Vitalizi: il conto salato delle spese legali di una riforma debole

Oggi la Presidente Avanzo, tornando alle tradizioni passate, ha reso noto a mezzo stampa che le parcelle degli avvocati incaricati dalla Regione di seguire la questione dei recuperi degli anticipi sui vitalizi, ammontano (finora) a soli 154 mila euro + IVA ovvero circa 190 mila euro. Trattandosi di un quesito tra quelli presentati la scorsa settimana in un’interrogazione, ci auguriamo che la risposta, insieme alle altre richieste, arrivi al più presto anche al gruppo consiliare regionale del M5s per le vie istituzionali. Potremo così aggiungerla al nostro archivio di appelli inascoltati.

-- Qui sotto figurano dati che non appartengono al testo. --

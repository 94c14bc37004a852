//! Sequential, human-readable identifiers.
//!
//! Projects get `proj-<n>` from a state-wide counter and tasks get
//! `task-<n>` from a per-project counter. Counters only move forward:
//! deleting an entity never frees its number.
//!
//! Files written before counters were persisted carry no counter field;
//! the counter is then reconciled with the highest suffix still present.

use crate::error::{Error, Result};
use crate::model::{Project, State};

pub const PROJECT_ID_PREFIX: &str = "proj-";
pub const TASK_ID_PREFIX: &str = "task-";

/// Raise every counter in `state` to the highest suffix still present.
///
/// Run before any mutation, so that removing the newest entity of a
/// counterless document cannot free its number.
pub fn reconcile(state: &mut State) {
    let highest = highest_suffix(
        state.projects.iter().map(|project| project.id.as_str()),
        PROJECT_ID_PREFIX,
    );
    state.project_counter = state.project_counter.max(highest);

    for project in &mut state.projects {
        let highest = highest_suffix(
            project.tasks.iter().map(|task| task.id.as_str()),
            TASK_ID_PREFIX,
        );
        project.task_counter = project.task_counter.max(highest);
    }
}

/// Allocate the next project id and advance the state counter.
pub fn next_project_id(state: &mut State) -> Result<String> {
    let highest = highest_suffix(
        state.projects.iter().map(|project| project.id.as_str()),
        PROJECT_ID_PREFIX,
    );
    let next = advance(&mut state.project_counter, highest, PROJECT_ID_PREFIX)?;
    Ok(format!("{PROJECT_ID_PREFIX}{next}"))
}

/// Allocate the next task id within `project` and advance its counter.
pub fn next_task_id(project: &mut Project) -> Result<String> {
    let highest = highest_suffix(
        project.tasks.iter().map(|task| task.id.as_str()),
        TASK_ID_PREFIX,
    );
    let next = advance(&mut project.task_counter, highest, TASK_ID_PREFIX)?;
    Ok(format!("{TASK_ID_PREFIX}{next}"))
}

fn advance(counter: &mut u64, highest: u64, prefix: &str) -> Result<u64> {
    let next = (*counter)
        .max(highest)
        .checked_add(1)
        .ok_or_else(|| Error::IdSpaceExhausted(prefix.to_string()))?;
    *counter = next;
    Ok(next)
}

fn highest_suffix<'a>(ids: impl Iterator<Item = &'a str>, prefix: &str) -> u64 {
    ids.filter_map(|id| id.strip_prefix(prefix))
        .filter_map(|suffix| suffix.parse::<u64>().ok())
        .max()
        .unwrap_or(0)
}
//! taskqueue - file-backed projects and tasks with approval gates
//!
//! Agents plan work as projects of ordered tasks; a task is frozen once
//! approved and a project is finalized only when every task is done and
//! approved.

use clap::Parser;
use taskqueue::cli::Cli;
use taskqueue::output::{emit_error, infer_command_name_from_args};
use tracing_subscriber::{fmt, prelude::*, EnvFilter};

fn main() {
    // Tracing is opt-in via RUST_LOG and goes to stderr; stdout carries
    // command output and the serve protocol.
    let filter = std::env::var("RUST_LOG")
        .ok()
        .and_then(|raw| {
            let raw = raw.trim();
            if raw.is_empty() || raw.len() > 4096 {
                return None;
            }
            EnvFilter::try_new(raw).ok()
        })
        .unwrap_or_else(|| EnvFilter::new("off"));

    tracing_subscriber::registry()
        .with(fmt::layer().with_writer(std::io::stderr))
        .with(filter)
        .init();

    let command = infer_command_name_from_args();
    let cli = Cli::parse();
    let json = cli.json;
    if let Err(err) = cli.run() {
        let _ = emit_error(&command, &err, json);
        std::process::exit(err.exit_code());
    }
}
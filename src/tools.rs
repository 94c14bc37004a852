//! Tool surface over the [`TaskManager`].
//!
//! Tools take a JSON argument object with camelCase field names and return
//! JSON data. The name -> handler table is built once by
//! [`ToolRegistry::new`]; dispatch is a map lookup.

use std::collections::BTreeMap;

use serde::de::DeserializeOwned;
use serde::{Deserialize, Serialize};
use serde_json::{json, Value};

use crate::error::{Error, JsonError, Result};
use crate::lifecycle::{NewProject, NewTask, TaskUpdate};
use crate::manager::TaskManager;
use crate::model::{parse_state_filter, ProjectState, TaskState};
use crate::store::{JsonFileStore, StateStore};

pub type ToolHandler<S> = fn(&TaskManager<S>, Value) -> Result<Value>;

pub struct Tool<S: StateStore> {
    pub name: &'static str,
    pub description: &'static str,
    pub mutating: bool,
    handler: ToolHandler<S>,
}

/// Catalogue entry for a tool
#[derive(Debug, Clone, PartialEq, Eq, Serialize)]
pub struct ToolInfo {
    pub name: &'static str,
    pub description: &'static str,
    pub mutating: bool,
}

/// Result of a tool call as returned to transport callers
#[derive(Debug, Clone, Serialize)]
#[serde(tag = "status", rename_all = "snake_case")]
pub enum ToolOutcome {
    Success { data: Value },
    Error { error: JsonError },
}

impl ToolOutcome {
    pub fn from_result(result: Result<Value>) -> Self {
        match result {
            Ok(data) => ToolOutcome::Success { data },
            Err(err) => ToolOutcome::Error {
                error: JsonError::from(&err),
            },
        }
    }

    pub fn is_success(&self) -> bool {
        matches!(self, ToolOutcome::Success { .. })
    }
}

pub struct ToolRegistry<S: StateStore = JsonFileStore> {
    tools: BTreeMap<&'static str, Tool<S>>,
}

impl<S: StateStore> Default for ToolRegistry<S> {
    fn default() -> Self {
        Self::new()
    }
}

impl<S: StateStore> ToolRegistry<S> {
    pub fn new() -> Self {
        let table: [Tool<S>; 13] = [
            Tool {
                name: "list_projects",
                description: "List projects, optionally filtered by state (open, pending_approval, completed, all)",
                mutating: false,
                handler: list_projects::<S>,
            },
            Tool {
                name: "read_project",
                description: "Read a project and all of its tasks",
                mutating: false,
                handler: read_project::<S>,
            },
            Tool {
                name: "create_project",
                description: "Create a project from an initial prompt, with optional plan, tasks and autoApprove",
                mutating: true,
                handler: create_project::<S>,
            },
            Tool {
                name: "delete_project",
                description: "Delete a project and its tasks",
                mutating: true,
                handler: delete_project::<S>,
            },
            Tool {
                name: "add_tasks_to_project",
                description: "Append tasks to a project in the given order",
                mutating: true,
                handler: add_tasks_to_project::<S>,
            },
            Tool {
                name: "finalize_project",
                description: "Mark a project completed once every task is done and approved",
                mutating: true,
                handler: finalize_project::<S>,
            },
            Tool {
                name: "list_tasks",
                description: "List tasks, optionally for one project and filtered by state",
                mutating: false,
                handler: list_tasks::<S>,
            },
            Tool {
                name: "read_task",
                description: "Read a single task",
                mutating: false,
                handler: read_task::<S>,
            },
            Tool {
                name: "create_task",
                description: "Append one task to a project",
                mutating: true,
                handler: create_task::<S>,
            },
            Tool {
                name: "update_task",
                description: "Update fields of an unapproved task; done requires completedDetails",
                mutating: true,
                handler: update_task::<S>,
            },
            Tool {
                name: "delete_task",
                description: "Delete an unapproved task",
                mutating: true,
                handler: delete_task::<S>,
            },
            Tool {
                name: "approve_task",
                description: "Approve a done task, freezing it",
                mutating: true,
                handler: approve_task::<S>,
            },
            Tool {
                name: "get_next_task",
                description: "Return the first task in a project that is not yet approved",
                mutating: false,
                handler: get_next_task::<S>,
            },
        ];

        Self {
            tools: table.into_iter().map(|tool| (tool.name, tool)).collect(),
        }
    }

    /// Catalogue of registered tools, sorted by name
    pub fn tools(&self) -> Vec<ToolInfo> {
        self.tools
            .values()
            .map(|tool| ToolInfo {
                name: tool.name,
                description: tool.description,
                mutating: tool.mutating,
            })
            .collect()
    }

    /// Run the named tool
    pub fn call(&self, manager: &TaskManager<S>, name: &str, args: Value) -> Result<Value> {
        crate::lifecycle::require("tool", name)?;
        let tool = self
            .tools
            .get(name.trim())
            .ok_or_else(|| Error::UnknownTool(name.to_string()))?;
        tracing::debug!(tool = tool.name, mutating = tool.mutating, "tool call");
        (tool.handler)(manager, args)
    }

    /// Run the named tool and fold the result into a transport outcome
    pub fn invoke(&self, manager: &TaskManager<S>, name: &str, args: Value) -> ToolOutcome {
        ToolOutcome::from_result(self.call(manager, name, args))
    }
}

// =============================================================================
// Arguments
// =============================================================================

#[derive(Deserialize)]
#[serde(rename_all = "camelCase")]
struct ProjectArgs {
    #[serde(default)]
    project_id: String,
}

#[derive(Deserialize)]
#[serde(rename_all = "camelCase")]
struct TaskArgs {
    #[serde(default)]
    project_id: String,
    #[serde(default)]
    task_id: String,
}

#[derive(Deserialize)]
struct ListProjectsArgs {
    #[serde(default)]
    state: Option<String>,
}

#[derive(Deserialize)]
#[serde(rename_all = "camelCase")]
struct ListTasksArgs {
    #[serde(default)]
    project_id: Option<String>,
    #[serde(default)]
    state: Option<String>,
}

#[derive(Deserialize)]
#[serde(rename_all = "camelCase")]
struct AddTasksArgs {
    #[serde(default)]
    project_id: String,
    #[serde(default)]
    tasks: Vec<NewTask>,
}

#[derive(Deserialize)]
#[serde(rename_all = "camelCase")]
struct CreateTaskArgs {
    #[serde(default)]
    project_id: String,
    #[serde(flatten)]
    task: NewTask,
}

#[derive(Deserialize)]
#[serde(rename_all = "camelCase")]
struct UpdateTaskArgs {
    #[serde(default)]
    project_id: String,
    #[serde(default)]
    task_id: String,
    #[serde(flatten)]
    update: TaskUpdate,
}

fn parse_args<T: DeserializeOwned>(tool: &str, args: Value) -> Result<T> {
    let args = if args.is_null() { json!({}) } else { args };
    serde_json::from_value(args)
        .map_err(|err| Error::InvalidArgument(format!("invalid arguments for {tool}: {err}")))
}

fn to_data<T: Serialize>(value: &T) -> Result<Value> {
    Ok(serde_json::to_value(value)?)
}

// =============================================================================
// Handlers
// =============================================================================

fn list_projects<S: StateStore>(manager: &TaskManager<S>, args: Value) -> Result<Value> {
    let args: ListProjectsArgs = parse_args("list_projects", args)?;
    let filter: Option<ProjectState> = parse_state_filter(args.state.as_deref())?;
    let projects = manager.list_projects(filter)?;
    Ok(json!({ "projects": projects }))
}

fn read_project<S: StateStore>(manager: &TaskManager<S>, args: Value) -> Result<Value> {
    let args: ProjectArgs = parse_args("read_project", args)?;
    to_data(&manager.read_project(&args.project_id)?)
}

fn create_project<S: StateStore>(manager: &TaskManager<S>, args: Value) -> Result<Value> {
    let new: NewProject = parse_args("create_project", args)?;
    to_data(&manager.create_project(new)?)
}

fn delete_project<S: StateStore>(manager: &TaskManager<S>, args: Value) -> Result<Value> {
    let args: ProjectArgs = parse_args("delete_project", args)?;
    to_data(&manager.delete_project(&args.project_id)?)
}

fn add_tasks_to_project<S: StateStore>(manager: &TaskManager<S>, args: Value) -> Result<Value> {
    let args: AddTasksArgs = parse_args("add_tasks_to_project", args)?;
    let tasks = manager.add_tasks_to_project(&args.project_id, args.tasks)?;
    Ok(json!({ "projectId": args.project_id, "tasks": tasks }))
}

fn finalize_project<S: StateStore>(manager: &TaskManager<S>, args: Value) -> Result<Value> {
    let args: ProjectArgs = parse_args("finalize_project", args)?;
    to_data(&manager.finalize_project(&args.project_id)?)
}

fn list_tasks<S: StateStore>(manager: &TaskManager<S>, args: Value) -> Result<Value> {
    let args: ListTasksArgs = parse_args("list_tasks", args)?;
    let filter: Option<TaskState> = parse_state_filter(args.state.as_deref())?;
    let project_id = args
        .project_id
        .as_deref()
        .map(str::trim)
        .filter(|id| !id.is_empty());
    let tasks = manager.list_tasks(project_id, filter)?;
    Ok(json!({ "tasks": tasks }))
}

fn read_task<S: StateStore>(manager: &TaskManager<S>, args: Value) -> Result<Value> {
    let args: TaskArgs = parse_args("read_task", args)?;
    to_data(&manager.read_task(&args.project_id, &args.task_id)?)
}

fn create_task<S: StateStore>(manager: &TaskManager<S>, args: Value) -> Result<Value> {
    let args: CreateTaskArgs = parse_args("create_task", args)?;
    to_data(&manager.create_task(&args.project_id, args.task)?)
}

fn update_task<S: StateStore>(manager: &TaskManager<S>, args: Value) -> Result<Value> {
    let args: UpdateTaskArgs = parse_args("update_task", args)?;
    to_data(&manager.update_task(&args.project_id, &args.task_id, &args.update)?)
}

fn delete_task<S: StateStore>(manager: &TaskManager<S>, args: Value) -> Result<Value> {
    let args: TaskArgs = parse_args("delete_task", args)?;
    to_data(&manager.delete_task(&args.project_id, &args.task_id)?)
}

fn approve_task<S: StateStore>(manager: &TaskManager<S>, args: Value) -> Result<Value> {
    let args: TaskArgs = parse_args("approve_task", args)?;
    to_data(&manager.approve_task(&args.project_id, &args.task_id)?)
}

fn get_next_task<S: StateStore>(manager: &TaskManager<S>, args: Value) -> Result<Value> {
    let args: ProjectArgs = parse_args("get_next_task", args)?;
    to_data(&manager.get_next_task(&args.project_id)?)
}
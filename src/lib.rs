//! taskqueue - file-backed project and task tracking
//!
//! This library provides the core of the taskqueue CLI: a persistent
//! store of projects and ordered tasks, with approval and finalization
//! gates, exposed as a set of named JSON tools.
//!
//! # Core Concepts
//!
//! - **Projects**: an initial prompt, a plan and an ordered task list
//! - **Tasks**: `not started` / `in progress` / `done`, frozen once approved
//! - **Finalization**: a project closes only when every task is done and approved
//! - **Tools**: named operations taking and returning JSON
//!
//! # Module Organization
//!
//! - `cli`: Command-line interface using clap, plus the JSON-lines server
//! - `config`: Configuration loading from `config.toml` and the environment
//! - `error`: Error types, error kinds and result aliases
//! - `ids`: `proj-<n>` / `task-<n>` allocation
//! - `lifecycle`: Task and project state rules
//! - `lock`: File locking and atomic writes
//! - `manager`: Serialized operations over a store
//! - `model`: Persisted document and response types
//! - `output`: Shared CLI output formatting
//! - `store`: Whole-document persistence
//! - `tools`: Tool registry and argument handling

pub mod cli;
pub mod config;
pub mod error;
pub mod ids;
pub mod lifecycle;
pub mod lock;
pub mod manager;
pub mod model;
pub mod output;
pub mod store;
pub mod tools;

pub use error::{Error, ErrorKind, Result};
pub use manager::TaskManager;
pub use store::{JsonFileStore, MemoryStore, StateStore};
pub use tools::ToolRegistry;
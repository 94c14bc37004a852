use std::path::PathBuf;

use taskqueue::error::{exit_codes, Error, ErrorKind, JsonError};

#[test]
fn exit_codes_map_correctly() {
    let user = Error::MissingField("title".to_string());
    assert_eq!(user.exit_code(), exit_codes::USER_ERROR);

    let missing = Error::ProjectNotFound("proj-3".to_string());
    assert_eq!(missing.exit_code(), exit_codes::USER_ERROR);

    let frozen = Error::TaskFrozen("task-1".to_string());
    assert_eq!(frozen.exit_code(), exit_codes::BLOCKED);

    let lock = Error::LockFailed(PathBuf::from("/tmp/tasks.json.lock"));
    assert_eq!(lock.exit_code(), exit_codes::OPERATION_FAILED);
}

#[test]
fn every_variant_has_one_kind() {
    let cases = [
        (Error::InvalidArgument("bad".to_string()), ErrorKind::Validation),
        (
            Error::FinalizeBlocked {
                project_id: "proj-1".to_string(),
                blocking: vec!["task-2".to_string()],
            },
            ErrorKind::Validation,
        ),
        (
            Error::TaskNotFound {
                project_id: "proj-1".to_string(),
                task_id: "task-9".to_string(),
            },
            ErrorKind::NotFound,
        ),
        (Error::AlreadyApproved("task-1".to_string()), ErrorKind::Conflict),
        (
            Error::Io(std::io::Error::new(std::io::ErrorKind::Other, "disk full")),
            ErrorKind::Storage,
        ),
    ];
    for (err, kind) in cases {
        assert_eq!(err.kind(), kind, "{err}");
    }
}

#[test]
fn json_error_includes_kind_code_and_details() {
    let err = Error::FinalizeBlocked {
        project_id: "proj-1".to_string(),
        blocking: vec!["task-1".to_string(), "task-3".to_string()],
    };
    let json = JsonError::from(&err);
    assert_eq!(json.code, exit_codes::USER_ERROR);
    assert!(json.message.contains("task-1, task-3"));

    let value = serde_json::to_value(&json).expect("serialize");
    assert_eq!(value["kind"], "ValidationError");
    assert_eq!(value["details"]["blockingTasks"][1], "task-3");
}

#[test]
fn json_error_omits_empty_details() {
    let err = Error::OperationFailed("boom".to_string());
    let value = serde_json::to_value(JsonError::from(&err)).expect("serialize");
    assert_eq!(value["kind"], "StorageError");
    assert!(value.get("details").is_none());
}
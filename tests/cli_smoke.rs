mod support;

use assert_cmd::Command;
use predicates::str::contains;
use serde_json::Value;

use support::TestStore;

fn json_stdout(output: &[u8]) -> Value {
    serde_json::from_slice(output).expect("stdout is json")
}

#[test]
fn taskqueue_help_works() {
    Command::cargo_bin("taskqueue")
        .expect("binary")
        .arg("--help")
        .assert()
        .success()
        .stdout(contains("approval gates"));
}

#[test]
fn subcommand_help_works() {
    for cmd in ["tools", "call", "serve"] {
        Command::cargo_bin("taskqueue")
            .expect("binary")
            .arg(cmd)
            .arg("--help")
            .assert()
            .success();
    }
}

#[test]
fn tools_lists_catalogue() {
    let store = TestStore::new();
    let output = store
        .cli()
        .args(["--json", "tools"])
        .assert()
        .success()
        .get_output()
        .stdout
        .clone();
    let value = json_stdout(&output);
    assert_eq!(value["schema_version"], "taskqueue.v1");
    assert_eq!(value["command"], "tools");
    let names: Vec<_> = value["data"]
        .as_array()
        .expect("array")
        .iter()
        .filter_map(|tool| tool["name"].as_str())
        .collect();
    assert!(names.contains(&"finalize_project"));
    assert_eq!(names.len(), 13);
}

#[test]
fn call_writes_to_env_selected_file() {
    let store = TestStore::new();
    let output = store
        .cli()
        .args([
            "--json",
            "call",
            "create_project",
            "--args",
            r#"{"initialPrompt":"Ship v2","tasks":[{"title":"Cut branch","description":"From main"}]}"#,
        ])
        .assert()
        .success()
        .get_output()
        .stdout
        .clone();
    let value = json_stdout(&output);
    assert_eq!(value["status"], "success");
    assert_eq!(value["command"], "call create_project");
    assert_eq!(value["data"]["projectId"], "proj-1");

    let raw = store.read_raw();
    assert_eq!(raw["projects"][0]["tasks"][0]["id"], "task-1");
}

#[test]
fn file_flag_overrides_environment() {
    let store = TestStore::new();
    let other = store.path().join("elsewhere.json");
    store
        .cli()
        .arg("--file")
        .arg(&other)
        .args(["call", "create_project", "--args", r#"{"initialPrompt":"Here"}"#])
        .assert()
        .success();

    assert!(other.exists());
    assert!(!store.file().exists());
}

#[test]
fn human_output_summarizes_tasks() {
    let store = TestStore::new();
    store
        .cli()
        .args([
            "call",
            "create_project",
            "--args",
            r#"{"initialPrompt":"Docs","tasks":[{"title":"Write intro","description":"Short"}]}"#,
        ])
        .assert()
        .success();

    store
        .cli()
        .args(["call", "list_tasks"])
        .assert()
        .success()
        .stdout(contains("proj-1/task-1 [open] Write intro"));
}

#[test]
fn errors_carry_kind_and_exit_code() {
    let store = TestStore::new();

    let output = store
        .cli()
        .args(["--json", "call", "read_project", "--args", r#"{"projectId":"proj-7"}"#])
        .assert()
        .code(2)
        .get_output()
        .stdout
        .clone();
    let value = json_stdout(&output);
    assert_eq!(value["status"], "error");
    assert_eq!(value["error"]["kind"], "NotFoundError");
    assert_eq!(value["error"]["details"]["projectId"], "proj-7");

    store
        .cli()
        .args(["call", "create_project", "--args", "{}"])
        .assert()
        .code(2)
        .stderr(contains("ValidationError"))
        .stderr(contains("initialPrompt"));

    store
        .cli()
        .args(["call", "no_such_tool"])
        .assert()
        .code(2)
        .stderr(contains("NotFoundError"))
        .stderr(contains("taskqueue tools"));
}

#[test]
fn frozen_task_exits_blocked() {
    let store = TestStore::new();
    store
        .cli()
        .args([
            "call",
            "create_project",
            "--args",
            r#"{"initialPrompt":"Auto","autoApprove":true,"tasks":[{"title":"A","description":"a"}]}"#,
        ])
        .assert()
        .success();
    store
        .cli()
        .args([
            "call",
            "update_task",
            "--args",
            r#"{"projectId":"proj-1","taskId":"task-1","status":"done","completedDetails":"did it"}"#,
        ])
        .assert()
        .success();

    store
        .cli()
        .args([
            "call",
            "update_task",
            "--args",
            r#"{"projectId":"proj-1","taskId":"task-1","title":"Renamed"}"#,
        ])
        .assert()
        .code(3)
        .stderr(contains("ConflictError"));
}

#[test]
fn corrupt_file_exits_operation_failed() {
    let store = TestStore::new();
    store.write_raw("not json at all");
    store
        .cli()
        .args(["call", "list_projects"])
        .assert()
        .code(4)
        .stderr(contains("ParseError"));
}

#[test]
fn args_can_come_from_stdin() {
    let store = TestStore::new();
    store
        .cli()
        .args(["--json", "call", "create_project", "--args", "-"])
        .write_stdin(r#"{"initialPrompt":"From stdin"}"#)
        .assert()
        .success()
        .stdout(contains("From stdin"));
}

#[test]
fn serve_answers_each_line() {
    let store = TestStore::new();
    let input = concat!(
        r#"{"id":1,"tool":"create_project","arguments":{"initialPrompt":"Served"}}"#,
        "\n",
    );
    let output = store
        .cli()
        .arg("serve")
        .write_stdin(input)
        .assert()
        .success()
        .get_output()
        .stdout
        .clone();

    let replies: Vec<Value> = String::from_utf8(output)
        .expect("utf8")
        .lines()
        .map(|line| serde_json::from_str(line).expect("reply json"))
        .collect();
    assert_eq!(replies.len(), 1);
    assert_eq!(replies[0]["id"], 1);
    assert_eq!(replies[0]["status"], "success");
    assert_eq!(replies[0]["data"]["projectId"], "proj-1");
    assert!(store.file().exists());
}

#[test]
fn config_file_selects_task_file() {
    let store = TestStore::new();
    let configured = store.path().join("configured.json");
    std::fs::write(
        store.config_file(),
        format!("file_path = {:?}\n", configured.display().to_string()),
    )
    .expect("write config");

    store
        .cli()
        .env_remove("TASK_MANAGER_FILE_PATH")
        .args(["call", "create_project", "--args", r#"{"initialPrompt":"Configured"}"#])
        .assert()
        .success();
    assert!(configured.exists());
}

#[test]
fn invalid_config_is_user_error() {
    let store = TestStore::new();
    std::fs::write(store.config_file(), "lock_timeout_ms = 0\n").expect("write config");
    store
        .cli()
        .args(["call", "list_projects"])
        .assert()
        .code(2)
        .stderr(contains("lock_timeout_ms"));
}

Già a luglio dell’anno scorso avevamo avvertito l’Ufficio di Presidenza che la riforma dei vitalizi, da noi non condivisa e non votata, era un debole invito alla restituzione che non prevedeva alcuna procedura certa di recupero coattivo. Ora questa lacuna ha provocato il mancato incasso delle somme spacciate in estate (45 milioni di euro), ingenti spese legali che rappresentano solo un assaggio del futuro conto causato dall’incertezza della norma e dalle lungaggini della giustizia italiana. Un’altra beffa per i cittadini trentini e altoatesini quotidianamente impegnati a pagare le tasse sperperate dalla Regione in vitalizi e parcelle salate che, potendo contare sugli anticipi milionari già incassati, non rappresentano certo un problema per i privilegiati della casta.